PUBLISHED: 16:31 26 October 2017

An  accommodation block and training facilities at HMP Wayland.
Photo: Angela Sharpe
Copy: Ian Clarke
For: EDP
Archant pics © 2008
(01603) 772434

An accommodation block and training facilities at HMP Wayland. Photo: Angela Sharpe Copy: Ian Clarke For: EDP Archant pics © 2008 (01603) 772434

Archant © 2008

Prisoners in a Norfolk jail have been issued with secure laptops, in a move described by the prison inspectorate as an “example of good practice”.

HMP Wayland Prison. Picture: Ian BurtHMP Wayland Prison.

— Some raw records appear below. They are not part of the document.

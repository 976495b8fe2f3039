//! WebDriver session and page heuristics for the PRIZM site.
//!
//! The site is a React app with markup that has shifted across redesigns,
//! so every element is located through a fallback chain of selectors, most
//! specific first. A fetch never raises for page-level trouble; it reports
//! [`FetchOutcome::Failed`] and lets the orchestrator decide retention.

use std::sync::OnceLock;
use std::time::Duration;

use async_trait::async_trait;
use fantoccini::elements::Element;
use fantoccini::{Client, ClientBuilder, Locator};
use regex::Regex;
use tracing::{debug, info, warn};

use prizm_core::error::{PrizmError, Result};
use prizm_core::{FetchOutcome, PostalCode, SegmentRecord, SegmentSource};

use crate::config::ScraperConfig;

/// A selector candidate in a fallback chain.
enum Sel {
    Css(&'static str),
    XPath(&'static str),
}

impl Sel {
    fn locator(&self) -> Locator<'static> {
        match self {
            Sel::Css(s) => Locator::Css(s),
            Sel::XPath(s) => Locator::XPath(s),
        }
    }

    fn as_str(&self) -> &'static str {
        match self {
            Sel::Css(s) | Sel::XPath(s) => s,
        }
    }
}

const SEARCH_FIELD: &[Sel] = &[
    Sel::Css(".postal-lookup-field--hero"),
    Sel::Css("input[type='search']"),
    Sel::XPath("//input[@type='text']"),
];

const SEARCH_BUTTON: &[Sel] = &[
    Sel::Css("button.primary-cta[aria-label='Search']"),
    Sel::XPath("//button[contains(text(), 'SEARCH')]"),
];

/// The element whose presence means the results panel rendered.
const SEGMENT_NUMBER: &str = ".segment-details__number";

const SEGMENT_HEADINGS: &[Sel] = &[
    Sel::Css(".segment-details__name"),
    Sel::Css(".segment-name"),
    Sel::Css(".segment-title"),
    Sel::Css(".profile-segment h1"),
    Sel::Css(".profile-segment h2"),
    Sel::Css(".segment-details h1"),
    Sel::Css(".segment-details h2"),
];

const HOUSEHOLD_INCOME: &[Sel] = &[
    Sel::XPath(
        "//div[contains(@class, 'react-tabs__tab-item__title') and \
         contains(text(), 'Average Household Income')]/following-sibling::p[1]",
    ),
    Sel::XPath("//div[contains(text(), 'Average Household Income')]/following-sibling::p[1]"),
];

const RESIDENCY: &[Sel] = &[
    Sel::XPath(
        "//div[contains(@class, 'react-tabs__tab-item__title') and \
         contains(text(), 'Residency')]/following-sibling::p[1]",
    ),
    Sel::XPath("//div[contains(text(), 'Residency')]/following-sibling::p[1]"),
];

const HOME_TYPE: &[Sel] = &[
    Sel::XPath(
        "//div[contains(@class, 'react-tabs__tab-item__title') and \
         contains(text(), 'Home Type')]/following-sibling::p[1]",
    ),
    Sel::XPath("//div[contains(text(), 'Home Type')]/following-sibling::p[1]"),
];

const SHORT_DESCRIPTION: &[Sel] = &[
    Sel::Css(".segment-details__short-description"),
    Sel::Css(".segment-short-description"),
];

const WHO_TEXT: &[Sel] = &[
    Sel::Css(".segment-details__slide__who__text"),
    Sel::Css(".segment-who-text"),
];

/// WebDriver-backed implementation of [`SegmentSource`].
///
/// Owns exactly one browser session. The session handle is acquired in
/// [`connect`](PrizmScraper::connect) and released in
/// [`close`](PrizmScraper::close); there is no ambient global driver.
pub struct PrizmScraper {
    client: Client,
    config: ScraperConfig,
}

impl PrizmScraper {
    /// Establishes the WebDriver session.
    ///
    /// Failure here is [`PrizmError::Infrastructure`]: without a session
    /// no lookup can be attempted, which is the one condition that aborts
    /// an in-flight batch.
    pub async fn connect(config: ScraperConfig) -> Result<Self> {
        let mut args = vec![
            "--no-sandbox".to_string(),
            "--disable-dev-shm-usage".to_string(),
            "--disable-gpu".to_string(),
            "--disable-notifications".to_string(),
            "--disable-extensions".to_string(),
            "--window-size=1920,1080".to_string(),
            format!("--user-agent={}", config.user_agent),
        ];
        if config.headless {
            args.insert(0, "--headless=new".to_string());
        }

        let mut caps = serde_json::map::Map::new();
        caps.insert(
            "goog:chromeOptions".to_string(),
            serde_json::json!({ "args": args }),
        );

        let client = ClientBuilder::native()
            .capabilities(caps)
            .connect(&config.webdriver_url)
            .await
            .map_err(|e| {
                PrizmError::Infrastructure(format!(
                    "failed to start WebDriver session at {}: {e}",
                    config.webdriver_url
                ))
            })?;

        info!(webdriver = %config.webdriver_url, headless = config.headless,
              "WebDriver session established");

        Ok(Self { client, config })
    }

    /// Releases the browser session.
    ///
    /// Usable through a shared handle (the client is a cloneable actor
    /// handle); any further fetch on this scraper will fail afterwards.
    pub async fn close(&self) {
        if let Err(e) = self.client.clone().close().await {
            warn!(error = %e, "WebDriver session did not close cleanly");
        } else {
            info!("WebDriver session closed");
        }
    }

    /// Waits for the first candidate selector that turns up an element.
    async fn first_present(&self, candidates: &[Sel], timeout: Duration) -> Option<Element> {
        for sel in candidates {
            match self
                .client
                .wait()
                .at_most(timeout)
                .for_element(sel.locator())
                .await
            {
                Ok(el) => {
                    debug!(selector = sel.as_str(), "Located element");
                    return Some(el);
                }
                Err(_) => continue,
            }
        }
        None
    }

    /// Returns the first non-empty text found by any candidate selector.
    async fn first_text(&self, candidates: &[Sel]) -> Option<String> {
        for sel in candidates {
            if let Ok(el) = self.client.find(sel.locator()).await {
                if let Ok(text) = el.text().await {
                    let text = text.trim().to_string();
                    if !text.is_empty() {
                        return Some(text);
                    }
                }
            }
        }
        None
    }

    async fn body_text(&self) -> String {
        match self.client.find(Locator::Css("body")).await {
            Ok(body) => body.text().await.unwrap_or_default(),
            Err(_) => String::new(),
        }
    }

    async fn extract_segment_number(&self, number_el: &Element) -> Option<String> {
        // Headings like "62 Suburban Recliners" carry the number with the
        // segment name and are the most reliable source.
        for sel in SEGMENT_HEADINGS {
            if let Ok(elems) = self.client.find_all(sel.locator()).await {
                for el in elems {
                    if let Ok(text) = el.text().await {
                        if let Some(num) = segment_number_from_heading(&text) {
                            debug!(selector = sel.as_str(), num, "Segment number from heading");
                            return Some(num);
                        }
                    }
                }
            }
        }

        // Fall back to the standalone number element.
        if let Ok(text) = number_el.text().await {
            if let Some(num) = digits_only(&text) {
                return Some(num);
            }
        }

        // Last resort: scan the page text.
        segment_number_from_body(&self.body_text().await)
    }
}

#[async_trait]
impl SegmentSource for PrizmScraper {
    async fn fetch(&self, code: &PostalCode) -> Result<FetchOutcome> {
        debug!(code = %code, "Fetching from site");

        let element_timeout = Duration::from_secs(self.config.element_timeout_secs);
        let page_timeout = Duration::from_secs(self.config.page_timeout_secs);

        if let Err(e) = self.client.goto(&self.config.site_url).await {
            warn!(error = %e, "Navigation failed");
            return Ok(FetchOutcome::Failed(format!("navigation failed: {e}")));
        }

        let Some(search_field) = self.first_present(SEARCH_FIELD, element_timeout).await else {
            warn!("Search field not found with any selector");
            return Ok(FetchOutcome::Failed("search field not found".into()));
        };

        if let Err(e) = search_field.clear().await {
            return Ok(FetchOutcome::Failed(format!(
                "could not clear search field: {e}"
            )));
        }
        if let Err(e) = search_field.send_keys(code.as_str()).await {
            return Ok(FetchOutcome::Failed(format!(
                "could not enter postal code: {e}"
            )));
        }

        let Some(button) = self.first_present(SEARCH_BUTTON, element_timeout).await else {
            warn!("Search button not found with any selector");
            return Ok(FetchOutcome::Failed("search button not found".into()));
        };

        if let Err(e) = button.click().await {
            // Overlays sometimes intercept the click; Enter submits too.
            debug!(error = %e, "Click intercepted, submitting with Enter");
            if let Err(e) = search_field.send_keys("\u{E007}").await {
                return Ok(FetchOutcome::Failed(format!(
                    "could not submit search: {e}"
                )));
            }
        }

        let number_el = match self
            .client
            .wait()
            .at_most(page_timeout)
            .for_element(Locator::Css(SEGMENT_NUMBER))
            .await
        {
            Ok(el) => el,
            Err(_) => {
                let body = self.body_text().await;
                return if looks_unassigned(&body) {
                    info!(code = %code, "Site reports no segment for this code");
                    Ok(FetchOutcome::NotAssigned)
                } else {
                    warn!(code = %code, "Results panel did not render");
                    Ok(FetchOutcome::Failed(
                        "results panel did not render; the site structure may have changed".into(),
                    ))
                };
            }
        };

        let Some(segment_number) = self.extract_segment_number(&number_el).await else {
            warn!(code = %code, "Results rendered but no segment number extracted");
            return Ok(FetchOutcome::Failed(
                "could not extract segment number from results".into(),
            ));
        };

        let household_income = self.first_text(HOUSEHOLD_INCOME).await;
        let residency = self.first_text(RESIDENCY).await;
        let home_type = self.first_text(HOME_TYPE).await;
        let short_desc = self.first_text(SHORT_DESCRIPTION).await;
        let who_text = self.first_text(WHO_TEXT).await;

        let record = SegmentRecord {
            segment_number,
            household_income,
            residency_home_type: join_pair(residency, home_type),
            segment_description: join_pair(short_desc, who_text),
        };

        info!(code = %code, segment = %record.segment_number, "Fetched segment record");
        Ok(FetchOutcome::Found(record))
    }
}

/// Extracts the leading number from a heading like `"62 Suburban Recliners"`.
fn segment_number_from_heading(text: &str) -> Option<String> {
    static RE: OnceLock<Regex> = OnceLock::new();
    let re = RE.get_or_init(|| Regex::new(r"^\s*(\d+)\s+\S").expect("valid regex"));
    re.captures(text).map(|c| c[1].to_string())
}

/// Keeps only digits, for the standalone number element.
fn digits_only(text: &str) -> Option<String> {
    let digits: String = text.chars().filter(|c| c.is_ascii_digit()).collect();
    (!digits.is_empty()).then_some(digits)
}

/// Scans free page text for `"Segment NN"` / `"PRIZM Segment NN"`.
fn segment_number_from_body(body: &str) -> Option<String> {
    static RE: OnceLock<Regex> = OnceLock::new();
    let re = RE.get_or_init(|| Regex::new(r"(?:PRIZM\s+)?Segment\s+(\d+)").expect("valid regex"));
    re.captures(body).map(|c| c[1].to_string())
}

/// Whether the page text reads as a definitive "no segment" verdict rather
/// than a broken render.
fn looks_unassigned(body: &str) -> bool {
    let lower = body.to_lowercase();
    ["no results", "could not be found", "no segment", "not found"]
        .iter()
        .any(|marker| lower.contains(marker))
}

/// Joins two optional display strings with the site's `" | "` convention.
fn join_pair(a: Option<String>, b: Option<String>) -> Option<String> {
    match (a, b) {
        (Some(a), Some(b)) => Some(format!("{a} | {b}")),
        (Some(a), None) => Some(a),
        (None, Some(b)) => Some(b),
        (None, None) => None,
    }
}

#[cfg(test)]
mod tests {
    use super::*;

    #[test]
    fn test_segment_number_from_heading() {
        assert_eq!(
            segment_number_from_heading("62 Suburban Recliners"),
            Some("62".to_string())
        );
        assert_eq!(
            segment_number_from_heading("  07 Mid-City Mellow"),
            Some("07".to_string())
        );
        assert_eq!(segment_number_from_heading("Suburban Recliners"), None);
        assert_eq!(segment_number_from_heading("62"), None);
        assert_eq!(segment_number_from_heading(""), None);
    }

    #[test]
    fn test_digits_only() {
        assert_eq!(digits_only("Segment #62"), Some("62".to_string()));
        assert_eq!(digits_only("62"), Some("62".to_string()));
        assert_eq!(digits_only("no digits"), None);
    }

    #[test]
    fn test_segment_number_from_body() {
        assert_eq!(
            segment_number_from_body("Your area is PRIZM Segment 62, Suburban Recliners"),
            Some("62".to_string())
        );
        assert_eq!(
            segment_number_from_body("Welcome to Segment 7"),
            Some("7".to_string())
        );
        assert_eq!(segment_number_from_body("nothing relevant"), None);
    }

    #[test]
    fn test_looks_unassigned() {
        assert!(looks_unassigned("Sorry, no results for that postal code"));
        assert!(looks_unassigned("The postal code could not be found"));
        assert!(!looks_unassigned("62 Suburban Recliners"));
        assert!(!looks_unassigned(""));
    }

    #[test]
    fn test_join_pair() {
        assert_eq!(
            join_pair(Some("Own & Rent".into()), Some("Single Detached".into())),
            Some("Own & Rent | Single Detached".to_string())
        );
        assert_eq!(
            join_pair(Some("Own & Rent".into()), None),
            Some("Own & Rent".to_string())
        );
        assert_eq!(join_pair(None, None), None);
    }
}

Picture: Ian Burt

Inmates at HMP Wayland, near Watton, are able to choose their meals and order items from the prison shop via in-cell secure netbooks.

Prisoners also have access to in-cell phones, to make it easier to stay in touch with their families.

The Ministry of Justice (MoJ) confirmed that there are “strict controls” around the prisoners’ use of this technology.

A report on Wayland prison, published by the prison inspection service, on October 24, stated: “Access to in-cell telephones and secure laptops that eased access to administrative systems was, in our view, the way forward and an example of good practice.”

The report described prisoners as reacting positively to the newly introduced technology, which gave them “responsibility for tasks such as applications, meal choices and ordering from the prison shop, and in-cell telephones”.

Provisions are also in place for prisoners to borrow an ‘access to justice’ laptop computer.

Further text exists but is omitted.